Operators
Operators can produce unanticipated results. As you have seen, unsanitized operands used in simple arithmetic operations can potentially open security holes in applications. These exposures are generally the result of crossing over boundary conditions that affect the meaning of the result. In addition, each operator has associated type promotions that are performed on each of its operands implicitly which could produce some unexpected results. Because producing unexpected results is the essence of vulnerability discovery, it's important to know how these results might be produced and what exceptional conditions could occur. The following sections highlight these exceptional conditions and explain some common misuses of operators that could lead to potential vulnerabilities.
The sizeof Operator
The first operator worth mentioning is sizeof. It's used regularly for buffer allocations, size comparisons, and size parameters to length-oriented functions. The sizeof operator is susceptible to misuse in certain circumstances that could lead to subtle vulnerabilities in otherwise solid-looking code.

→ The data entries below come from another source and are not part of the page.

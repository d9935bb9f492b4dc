//! The cart store: sole owner and mutator of the cart.

use std::fmt;
use std::num::NonZeroU32;
use std::sync::Arc;

use super::{Cart, CartAction, CartChange, CartError};
use crate::catalog::Catalog;
use crate::types::ProductId;

/// Callback run after every successful cart operation.
///
/// Receives the change that triggered it and the cart as it stands after the
/// change.
pub type Observer = Box<dyn FnMut(&CartChange, &Cart)>;

/// Owns the [`Cart`] and funnels every change through four operations.
///
/// Observers registered with [`CartStore::subscribe`] run synchronously, in
/// registration order, before the mutating call returns.
pub struct CartStore {
    catalog: Arc<Catalog>,
    cart: Cart,
    observers: Vec<Observer>,
}

impl fmt::Debug for CartStore {
    fn fmt(&self, f: &mut fmt::Formatter<'_>) -> fmt::Result {
        f.debug_struct("CartStore")
            .field("cart", &self.cart)
            .field("catalog_len", &self.catalog.len())
            .field("observers", &self.observers.len())
            .finish()
    }
}

impl CartStore {
    /// Create an empty store that admits only products from `catalog`.
    #[must_use]
    pub fn new(catalog: Arc<Catalog>) -> Self {
        Self {
            catalog,
            cart: Cart::default(),
            observers: Vec::new(),
        }
    }

    #[must_use]
    pub const fn catalog(&self) -> &Arc<Catalog> {
        &self.catalog
    }

    /// Read-only view of the current cart.
    #[must_use]
    pub const fn snapshot(&self) -> &Cart {
        &self.cart
    }

    /// Register a callback to run after each operation.
    pub fn subscribe<F>(&mut self, observer: F)
    where
        F: FnMut(&CartChange, &Cart) + 'static,
    {
        self.observers.push(Box::new(observer));
    }

    /// Put a product in the cart with quantity 1.
    ///
    /// Adding a product that is already in the cart leaves its quantity
    /// unchanged. Observers are notified either way.
    ///
    /// # Errors
    ///
    /// Returns [`CartError::UnknownProduct`] if the catalog has no such product.
    pub fn add(&mut self, product_id: ProductId) -> Result<(), CartError> {
        if !self.catalog.contains(product_id) {
            return Err(CartError::UnknownProduct(product_id));
        }
        self.cart.insert(product_id);
        self.notify(product_id, CartAction::Add);
        Ok(())
    }

    /// Raise a product's quantity by one.
    ///
    /// # Errors
    ///
    /// Returns [`CartError::NotInCart`] if the product is not in the cart.
    pub fn increment(&mut self, product_id: ProductId) -> Result<(), CartError> {
        let entry = self
            .cart
            .entry_mut(product_id)
            .ok_or(CartError::NotInCart(product_id))?;
        entry.quantity = entry.quantity.saturating_add(1);
        self.notify(product_id, CartAction::Increment);
        Ok(())
    }

    /// Lower a product's quantity by one, removing it when it reaches zero.
    ///
    /// # Errors
    ///
    /// Returns [`CartError::NotInCart`] if the product is not in the cart.
    pub fn decrement(&mut self, product_id: ProductId) -> Result<(), CartError> {
        let entry = self
            .cart
            .entry_mut(product_id)
            .ok_or(CartError::NotInCart(product_id))?;
        match NonZeroU32::new(entry.quantity.get() - 1) {
            Some(quantity) => entry.quantity = quantity,
            None => {
                self.cart.remove(product_id);
            }
        }
        self.notify(product_id, CartAction::Decrement);
        Ok(())
    }

    /// Remove a product from the cart. Absent products are a no-op.
    pub fn delete(&mut self, product_id: ProductId) {
        self.cart.remove(product_id);
        self.notify(product_id, CartAction::Delete);
    }

    /// Run the operation named by `action`.
    ///
    /// # Errors
    ///
    /// Propagates the error of the underlying operation.
    pub fn apply(&mut self, action: CartAction, product_id: ProductId) -> Result<(), CartError> {
        match action {
            CartAction::Add => self.add(product_id),
            CartAction::Increment => self.increment(product_id),
            CartAction::Decrement => self.decrement(product_id),
            CartAction::Delete => {
                self.delete(product_id);
                Ok(())
            }
        }
    }

    fn notify(&mut self, product_id: ProductId, action: CartAction) {
        let change = CartChange { product_id, action };
        for observer in &mut self.observers {
            observer(&change, &self.cart);
        }
    }
}

#[cfg(test)]
#[allow(clippy::unwrap_used)]
mod tests {
    use std::cell::RefCell;
    use std::collections::HashMap;
    use std::rc::Rc;

    use rust_decimal::Decimal;

    use super::*;
    use crate::catalog::fixtures::product;

    fn single_product_store() -> CartStore {
        let catalog = Catalog::new(vec![product(1, "A", Decimal::from(10))]);
        CartStore::new(Arc::new(catalog))
    }

    fn qty(store: &CartStore, id: i32) -> Option<u32> {
        store
            .snapshot()
            .quantity(ProductId::new(id))
            .map(NonZeroU32::get)
    }

    fn totals(store: &CartStore) -> (u64, Decimal) {
        let cart = store.snapshot();
        (cart.total_quantity(), cart.total_price(store.catalog()))
    }

    #[test]
    fn test_add_increment_decrement_walkthrough() {
        let mut store = single_product_store();
        let id = ProductId::new(1);

        store.add(id).unwrap();
        assert_eq!(qty(&store, 1), Some(1));
        assert_eq!(totals(&store), (1, Decimal::from(10)));

        store.increment(id).unwrap();
        assert_eq!(qty(&store, 1), Some(2));
        assert_eq!(totals(&store), (2, Decimal::from(20)));

        store.decrement(id).unwrap();
        assert_eq!(qty(&store, 1), Some(1));
        assert_eq!(totals(&store), (1, Decimal::from(10)));

        store.decrement(id).unwrap();
        assert_eq!(qty(&store, 1), None);
        assert!(store.snapshot().is_empty());
        assert_eq!(totals(&store), (0, Decimal::ZERO));
    }

    #[test]
    fn test_delete_on_empty_cart_is_noop() {
        let mut store = single_product_store();
        store.delete(ProductId::new(1));
        assert!(store.snapshot().is_empty());
    }

    #[test]
    fn test_delete_removes_regardless_of_quantity() {
        let mut store = single_product_store();
        let id = ProductId::new(1);
        store.add(id).unwrap();
        store.increment(id).unwrap();
        store.increment(id).unwrap();

        store.delete(id);
        assert!(!store.snapshot().contains(id));
    }

    #[test]
    fn test_add_is_idempotent() {
        let mut store = single_product_store();
        store.add(ProductId::new(1)).unwrap();
        let once = store.snapshot().clone();

        store.add(ProductId::new(1)).unwrap();
        assert_eq!(store.snapshot(), &once);
        assert_eq!(qty(&store, 1), Some(1));
    }

    #[test]
    fn test_increment_saturates_at_max_quantity() {
        let mut store = single_product_store();
        let id = ProductId::new(1);
        store.add(id).unwrap();
        store.cart.entry_mut(id).unwrap().quantity = NonZeroU32::new(u32::MAX - 1).unwrap();

        store.increment(id).unwrap();
        assert_eq!(qty(&store, 1), Some(u32::MAX));

        store.increment(id).unwrap();
        assert_eq!(qty(&store, 1), Some(u32::MAX));
        assert_eq!(
            totals(&store),
            (u64::from(u32::MAX), Decimal::from(u32::MAX) * Decimal::from(10))
        );

        store.decrement(id).unwrap();
        assert_eq!(qty(&store, 1), Some(u32::MAX - 1));
    }

    #[test]
    fn test_huge_price_does_not_panic_observers() {
        let catalog = Catalog::new(vec![product(1, "A", Decimal::MAX)]);
        let mut store = CartStore::new(Arc::new(catalog));
        let seen: Rc<RefCell<Vec<Decimal>>> = Rc::default();
        {
            let seen = Rc::clone(&seen);
            let catalog = Arc::clone(store.catalog());
            store.subscribe(move |_, cart| seen.borrow_mut().push(cart.total_price(&catalog)));
        }

        let id = ProductId::new(1);
        store.add(id).unwrap();
        store.increment(id).unwrap();
        store.increment(id).unwrap();

        assert_eq!(*seen.borrow(), vec![Decimal::MAX; 3]);
    }

    #[test]
    fn test_increment_and_decrement_require_entry() {
        let mut store = single_product_store();
        let id = ProductId::new(1);

        assert_eq!(store.increment(id), Err(CartError::NotInCart(id)));
        assert_eq!(store.decrement(id), Err(CartError::NotInCart(id)));
        assert!(store.snapshot().is_empty());
    }

    #[test]
    fn test_add_rejects_products_outside_catalog() {
        let mut store = single_product_store();
        let stranger = ProductId::new(99);

        assert_eq!(store.add(stranger), Err(CartError::UnknownProduct(stranger)));
        assert!(store.snapshot().is_empty());
    }

    #[test]
    fn test_observers_see_post_mutation_state_in_order() {
        let mut store = single_product_store();
        let log: Rc<RefCell<Vec<String>>> = Rc::default();

        for name in ["first", "second"] {
            let log = Rc::clone(&log);
            store.subscribe(move |change, cart| {
                let quantity = cart.quantity(change.product_id).map_or(0, NonZeroU32::get);
                log.borrow_mut()
                    .push(format!("{name}:{}:{quantity}", change.action));
            });
        }

        let id = ProductId::new(1);
        store.add(id).unwrap();
        store.increment(id).unwrap();
        store.decrement(id).unwrap();
        store.decrement(id).unwrap();

        assert_eq!(
            *log.borrow(),
            vec![
                "first:add:1",
                "second:add:1",
                "first:increment:2",
                "second:increment:2",
                "first:decrement:1",
                "second:decrement:1",
                "first:decrement:0",
                "second:decrement:0",
            ]
        );
    }

    #[test]
    fn test_failed_operations_do_not_notify() {
        let mut store = single_product_store();
        let calls = Rc::new(RefCell::new(0));
        {
            let calls = Rc::clone(&calls);
            store.subscribe(move |_, _| *calls.borrow_mut() += 1);
        }

        let _ = store.increment(ProductId::new(1));
        let _ = store.add(ProductId::new(42));
        assert_eq!(*calls.borrow(), 0);

        store.add(ProductId::new(1)).unwrap();
        store.add(ProductId::new(1)).unwrap();
        store.delete(ProductId::new(1));
        assert_eq!(*calls.borrow(), 3);
    }

    /// Every sequence of operations over two products agrees with a plain
    /// map model: quantities stay positive and totals match the catalog.
    #[test]
    fn test_exhaustive_sequences_match_model() {
        let catalog = Arc::new(Catalog::new(vec![
            product(1, "Waffle", Decimal::new(65, 1)),
            product(2, "Brownie", Decimal::new(45, 1)),
        ]));
        let actions = [
            CartAction::Add,
            CartAction::Increment,
            CartAction::Decrement,
            CartAction::Delete,
        ];
        let steps: Vec<(CartAction, ProductId)> = actions
            .iter()
            .flat_map(|&a| [(a, ProductId::new(1)), (a, ProductId::new(2))])
            .collect();
        let depth = 5;
        let combos = steps.len().pow(depth);

        for mut code in 0..combos {
            let mut store = CartStore::new(Arc::clone(&catalog));
            let mut model: HashMap<ProductId, u32> = HashMap::new();

            for _ in 0..depth {
                let (action, id) = steps[code % steps.len()];
                code /= steps.len();

                let result = store.apply(action, id);
                match action {
                    CartAction::Add => {
                        model.entry(id).or_insert(1);
                        assert!(result.is_ok());
                    }
                    CartAction::Delete => {
                        model.remove(&id);
                        assert!(result.is_ok());
                    }
                    CartAction::Increment | CartAction::Decrement => {
                        let Some(q) = model.get(&id).copied() else {
                            assert_eq!(result, Err(CartError::NotInCart(id)));
                            continue;
                        };
                        assert!(result.is_ok());
                        let next = if action == CartAction::Increment { q + 1 } else { q - 1 };
                        if next == 0 {
                            model.remove(&id);
                        } else {
                            model.insert(id, next);
                        }
                    }
                }

                let cart = store.snapshot();
                assert_eq!(cart.len(), model.len());
                for (id, q) in &model {
                    assert_eq!(cart.quantity(*id).map(NonZeroU32::get), Some(*q));
                }
                let expected: Decimal = model
                    .iter()
                    .map(|(id, q)| catalog.get(*id).unwrap().price * Decimal::from(*q))
                    .sum();
                assert_eq!(cart.total_price(&catalog), expected);
            }
        }
    }
}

One of the most common mistakes with sizeof is accidentally using it on a pointer instead of its target. Listing 6-24 shows an example of this error.

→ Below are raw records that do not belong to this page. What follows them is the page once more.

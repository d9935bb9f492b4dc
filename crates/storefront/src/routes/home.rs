//! Storefront page route handler.

use askama::Template;
use askama_web::WebTemplate;
use axum::{
    extract::State,
    http::StatusCode,
    response::{IntoResponse, Response},
};
use tracing::instrument;

use crate::error::Result;
use crate::state::{AppState, Storefront};

/// Full storefront page template.
#[derive(Template, WebTemplate)]
#[template(path = "index.html")]
pub struct IndexTemplate {
    pub session_id: String,
    pub product_rows: Vec<String>,
    pub cart_summary: String,
}

/// Shown instead of the product list when the catalog failed to load.
///
/// The failure detail stays in the logs.
#[derive(Template, WebTemplate)]
#[template(path = "catalog_unavailable.html")]
pub struct CatalogUnavailableTemplate;

/// Display the product list and an empty cart summary.
///
/// Every request opens a new cart session, so each page load starts with an
/// empty cart. Answers `503 Service Unavailable` with an error page when the
/// catalog could not be loaded at startup.
#[instrument(skip(state))]
pub async fn home(State(state): State<AppState>) -> Result<Response> {
    match state.storefront() {
        Storefront::Ready(sessions) => {
            let (session_id, page) = sessions.open().await?;
            Ok(IndexTemplate {
                session_id: session_id.to_string(),
                product_rows: page.product_rows,
                cart_summary: page.cart_summary,
            }
            .into_response())
        }
        Storefront::Unavailable { .. } => {
            Ok((StatusCode::SERVICE_UNAVAILABLE, CatalogUnavailableTemplate).into_response())
        }
    }
}
//! Dessert Cart Storefront library.
//!
//! This crate provides the storefront functionality as a library,
//! allowing it to be tested and reused.
//!
//! # Flow
//!
//! 1. [`catalog::CatalogLoader`] reads the product list once at startup.
//! 2. [`session::SessionHandle`] starts a [`session::Session`] on its own
//!    thread: a cart store plus the product list and cart summary views.
//! 3. The browser posts every click as an [`router::Interaction`]; the
//!    [`router::EventRouter`] turns it into a cart store call.
//! 4. The store notifies both views, and the re-rendered fragments go back
//!    to the browser.

#![cfg_attr(not(test), forbid(unsafe_code))]

pub mod catalog;
pub mod config;
pub mod error;
pub mod router;
pub mod routes;
pub mod session;
pub mod state;
pub mod views;

use axum::{Router, routing::get};
use tower_http::services::ServeDir;
use tower_http::trace::TraceLayer;

use state::AppState;

/// Build the storefront router with its state attached.
pub fn app(state: AppState) -> Router {
    let static_dir = state.config().static_dir.clone();

    Router::new()
        .route("/health", get(health))
        .merge(routes::routes())
        .nest_service("/static", ServeDir::new(static_dir))
        .layer(TraceLayer::new_for_http())
        .with_state(state)
}

/// Liveness health check endpoint.
///
/// Returns "ok" if the server is running, even when the catalog failed to
/// load.
async fn health() -> &'static str {
    "ok"
}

Listing 6-24. Sizeof Misuse Vulnerability Example
char *read_username(int sockfd) { char *buffer, *style, userstring[1024]; int i; buffer = (char *)malloc(1024); if(!buffer){ error("buffer allocation failed: %m"); return NULL; } if(read(sockfd, userstring, sizeof(userstring)-1) <= 0){ free(buffer); error("read failure: %m"); return NULL; } userstring[sizeof(userstring)-1] = '\0'; style = strchr(userstring, ':'); if(style) *style++ = '\0'; sprintf(buffer, "username=%.32s", userstring); if(style) snprintf(buffer, sizeof(buffer)-strlen(buffer)-1, ", style=%s\n", style); return buffer; }
In this code, some user data is read in from the network and copied into the allocated buffer. However, sizeof is used incorrectly on buffer. The intention is for sizeof(buffer) to return 1024, but because it's used on a character pointer type, it returns only 4! This results in an integer underflow condition in the size parameter to snprintf() when a style value is present; consequently, an arbitrary amount of data can be written to the memory pointed to by the buffer variable. This error is quite easy to make and often isn't obvious when reading code, so pay careful attention to the types of variables passed to the sizeof operator. They occur most frequently in length arguments, as in the preceding example, but they can also occur occasionally when calculating lengths for allocating space. The reason this type of bug is somewhat rare is that the misallocation would likely cause the program to crash and, therefore, get caught before release in many applications (unless it's in a rarely traversed code path).
sizeof() also plays an integral role in signed and unsigned comparison bugs (explored in the "Comparison" section previously in this chapter) and structure padding issues (explored in "Structure Padding" later in this chapter).
Unexpected Results
You have explored two primary idiosyncrasies of arithmetic operators: boundary conditions related to the storage of integer types and issues caused by conversions that occur when arithmetic operators are used in expressions. A few other nuances of C can lead to unanticipated behaviors, specifically nuances related to underlying machine primitives being aware of signed-ness. If a result is expected to fall within a specific range, attackers can sometimes violate those expectations.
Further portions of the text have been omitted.